Tri Q Tran picture Tri Q Tran · Jul 28, 2010 · Viewed 19.6k times · Source

I've been stuck with this problem for over a week now. Hopefully some one can point me in the right direction.

I start with a brief description of my schema.

Asset 1--->1 Address *-->1 Area *-->1 Region *-->1 Country

Package 1-->* Asset

Using Self Tracking Entity (STE) + WCF.

Steps:

  1. Call data store for a list of assets.
  2. Call data store for a list of packages.
  3. User selects a package and assign some assets to it.
  4. Save package.

In step 2, the call uses eager loading of Addresses.

from p in context.Assets.Include("Address.Area.Region.Country")

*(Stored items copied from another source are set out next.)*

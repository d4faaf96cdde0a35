//! Sequential test execution with timing output.
//!
//! A run has two phases:
//!
//! 1. **Selection**: every registry entry is checked once against the
//!    [`CategoryFilter`]; the eligible entries, in registration order, form
//!    the selection. Its length is the `total` shown in progress markers.
//! 2. **Execution**: the selection is walked in order. Each test gets a
//!    progress line, is invoked, and gets a timing line.
//!
//! Because execution walks the very selection that was counted, the
//! reported total always equals the number of tests executed.
//!
//! # Output
//!
//! ```text
//! ##### [1/2][first_test]
//! ##### Time used: 3 ms
//! ##### [2/2][second_test]
//! ##### Time used: 0 ms
//! ##### Total Time Used: 4 ms
//! ```
//!
//! With ANSI output enabled each line is wrapped in `ESC[34m` … `ESC[m`.
//! Every line is flushed as soon as it is written so progress is visible
//! even if a test aborts the process.
//!
//! # Failure model
//!
//! The runner keeps no pass/fail state. A failing assertion aborts the
//! process from inside the test body, so no later test runs and the total
//! line is never printed.

#[cfg(test)]
mod tests;

use std::io::{self, Write};

use thiserror::Error;
use tracing::{debug, info};

use crate::filter::CategoryFilter;
use crate::platform::{Clock, MonotonicClock};
use crate::registry::{Registry, TestEntry};

/// Prefix of every line the runner prints.
pub const MARKER: &str = "#####";

const ANSI_BLUE: &str = "\x1b[34m";
const ANSI_RESET: &str = "\x1b[m";

// ------------------------------------------------------------------------------------------------
// Error type
// ------------------------------------------------------------------------------------------------

/// Errors returned by [`Runner`] operations.
#[derive(Debug, Error)]
pub enum RunnerError {
    /// Writing progress output failed.
    #[error("I/O error: {0}")]
    Io(#[from] io::Error),
}

// ------------------------------------------------------------------------------------------------
// Configuration
// ------------------------------------------------------------------------------------------------

/// Output settings for a [`Runner`].
#[derive(Debug, Clone, Copy, PartialEq, Eq)]
pub struct RunnerConfig {
    /// Wrap output lines in ANSI colour escapes.
    ///
    /// Default: `true`.
    pub ansi: bool,
}

impl Default for RunnerConfig {
    fn default() -> Self {
        Self { ansi: true }
    }
}

// ------------------------------------------------------------------------------------------------
// Report
// ------------------------------------------------------------------------------------------------

/// What happened to one executed test.
#[derive(Debug, Clone, PartialEq, Eq)]
pub struct TestOutcome {
    /// 1-based position among the selected tests.
    pub index: usize,

    /// Test name.
    pub name: String,

    /// Wall time spent inside the test body.
    pub elapsed_ms: u64,

    /// Status returned by the test body, recorded as-is.
    pub status: i32,
}

/// Summary of a completed run.
#[derive(Debug, Clone, Default, PartialEq, Eq)]
pub struct RunReport {
    /// Number of tests selected by the filter.
    pub total: usize,

    /// Executed tests, in execution order.
    pub outcomes: Vec<TestOutcome>,

    /// Wall time from before selection to after the last test.
    pub elapsed_ms: u64,
}

impl RunReport {
    /// Names of the executed tests, in execution order.
    pub fn executed(&self) -> impl Iterator<Item = &str> {
        self.outcomes.iter().map(|o| o.name.as_str())
    }
}

/// Bookkeeping for a run in progress.
#[derive(Debug)]
struct RunStats {
    total: usize,
    index: usize,
    started_at: u64,
}

impl RunStats {
    fn new(total: usize, started_at: u64) -> Self {
        Self {
            total,
            index: 0,
            started_at,
        }
    }

    /// Advances to the next test and returns its 1-based index.
    fn advance(&mut self) -> usize {
        self.index += 1;
        self.index
    }

    fn elapsed(&self, now: u64) -> u64 {
        now.saturating_sub(self.started_at)
    }
}

// ------------------------------------------------------------------------------------------------
// Runner
// ------------------------------------------------------------------------------------------------

/// Executes the tests of a [`Registry`] selected by a [`CategoryFilter`].
///
/// See the [module-level documentation](self) for the run phases and the
/// output format.
#[derive(Debug)]
pub struct Runner<C: Clock = MonotonicClock> {
    config: RunnerConfig,
    clock: C,
}

impl Runner<MonotonicClock> {
    /// Creates a runner timing tests with a [`MonotonicClock`].
    pub fn new(config: RunnerConfig) -> Self {
        Self::with_clock(config, MonotonicClock::new())
    }
}

impl Default for Runner<MonotonicClock> {
    fn default() -> Self {
        Self::new(RunnerConfig::default())
    }
}

impl<C: Clock> Runner<C> {
    /// Creates a runner timing tests with `clock`.
    pub fn with_clock(config: RunnerConfig, clock: C) -> Self {
        Self { config, clock }
    }

    /// The runner's output settings.
    pub fn config(&self) -> &RunnerConfig {
        &self.config
    }

    /// Runs the selected tests, writing progress to standard output.
    ///
    /// The stdout lock is taken per line, never across a test body, so
    /// threads spawned by a test can print while the test joins them.
    pub fn run(
        &self,
        registry: &Registry,
        filter: &CategoryFilter,
    ) -> Result<RunReport, RunnerError> {
        self.run_to(registry, filter, &mut io::stdout())
    }

    /// Runs the selected tests, writing progress to `out`.
    ///
    /// Returns once every selected test has returned. A test that fails an
    /// assertion never returns; the process ends inside it.
    pub fn run_to<W: Write>(
        &self,
        registry: &Registry,
        filter: &CategoryFilter,
        out: &mut W,
    ) -> Result<RunReport, RunnerError> {
        let started_at = self.clock.now_millis();
        let selection = select(registry, filter);
        let mut stats = RunStats::new(selection.len(), started_at);

        info!(
            registered = registry.len(),
            selected = stats.total,
            "starting test run"
        );

        let mut outcomes = Vec::with_capacity(stats.total);
        for entry in selection {
            let index = stats.advance();
            self.line(
                out,
                format_args!("[{index}/{}][{}]", stats.total, entry.name()),
            )?;

            let start = self.clock.now_millis();
            let status = entry.run();
            let elapsed_ms = self.clock.now_millis().saturating_sub(start);

            self.line(out, format_args!("Time used: {elapsed_ms} ms"))?;
            debug!(index, name = entry.name(), elapsed_ms, status, "test finished");

            outcomes.push(TestOutcome {
                index,
                name: entry.name().to_owned(),
                elapsed_ms,
                status,
            });
        }

        let elapsed_ms = stats.elapsed(self.clock.now_millis());
        self.line(out, format_args!("Total Time Used: {elapsed_ms} ms"))?;
        info!(executed = outcomes.len(), elapsed_ms, "test run finished");

        Ok(RunReport {
            total: stats.total,
            outcomes,
            elapsed_ms,
        })
    }

    /// Writes the progress marker of every selected test without running any.
    ///
    /// Returns the number of selected tests.
    pub fn list_to<W: Write>(
        &self,
        registry: &Registry,
        filter: &CategoryFilter,
        out: &mut W,
    ) -> Result<usize, RunnerError> {
        let selection = select(registry, filter);
        let total = selection.len();
        for (i, entry) in selection.into_iter().enumerate() {
            self.line(
                out,
                format_args!("[{}/{total}][{}]", i + 1, entry.name()),
            )?;
        }
        Ok(total)
    }

    /// Writes one marked line and flushes it.
    fn line<W: Write>(&self, out: &mut W, body: std::fmt::Arguments<'_>) -> io::Result<()> {
        if self.config.ansi {
            writeln!(out, "{ANSI_BLUE}{MARKER} {body}{ANSI_RESET}")?;
        } else {
            writeln!(out, "{MARKER} {body}")?;
        }
        out.flush()
    }
}

/// Eligible entries of `registry`, in registration order.
///
/// The filter is consulted exactly once per entry.
pub fn select<'r>(registry: &'r Registry, filter: &CategoryFilter) -> Vec<&'r TestEntry> {
    registry
        .iter()
        .filter(|entry| filter.is_eligible(entry.categories()))
        .collect()
}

This is the error when attempting to call

context.Packages.ApplyChanges(package)

AcceptChanges cannot continue because the object's key values conflict with another object in the ObjectStateManager. Make sure that the key values are unique before calling AcceptChanges.

EDIT

After snooping around, i found that this is a STE issue. The problem being you cannot persist a graph that contains multiple instances of the same entity as outlined here. Here is my question.

How can I add an entity to my entity collection. The new entity may have related entities that contain the same key as one already in the collection. I.e. Add a new asset that may contain the same address, area, region or country entity.

Here are my constrains:

  1. I must use the navigational collection because it affect the UI.
  2. I cannot pre-fetch all entities that will be involved because the data set is simply too large.
  3. I must be able to take snap-shots of the entity at anytime in order to keep a history and use it to "undo" any changes.

I am aware of the possible solutions suggested by Diego B Vega, but those are not options i can use for my solution. Has anyone any other ideas?

Answer

ZXX picture ZXX · Aug 5, 2010

Have you considered just giving up on ORM-s and going back to normal access, if you know what I mean :-)

Not kidding - by the time you wrestle with one single issue like that one (which smells like ORM bug more than anything else) you could have rolled out your own 5-10 functions to do normal sproc calls and easier data type conversion and then you are back to being in full control and and not stuck by libraries which are going to take another like 5yr to stabilize.

Especially since you seem to have very clean schema - meaning quite simple queries and straight forward updates.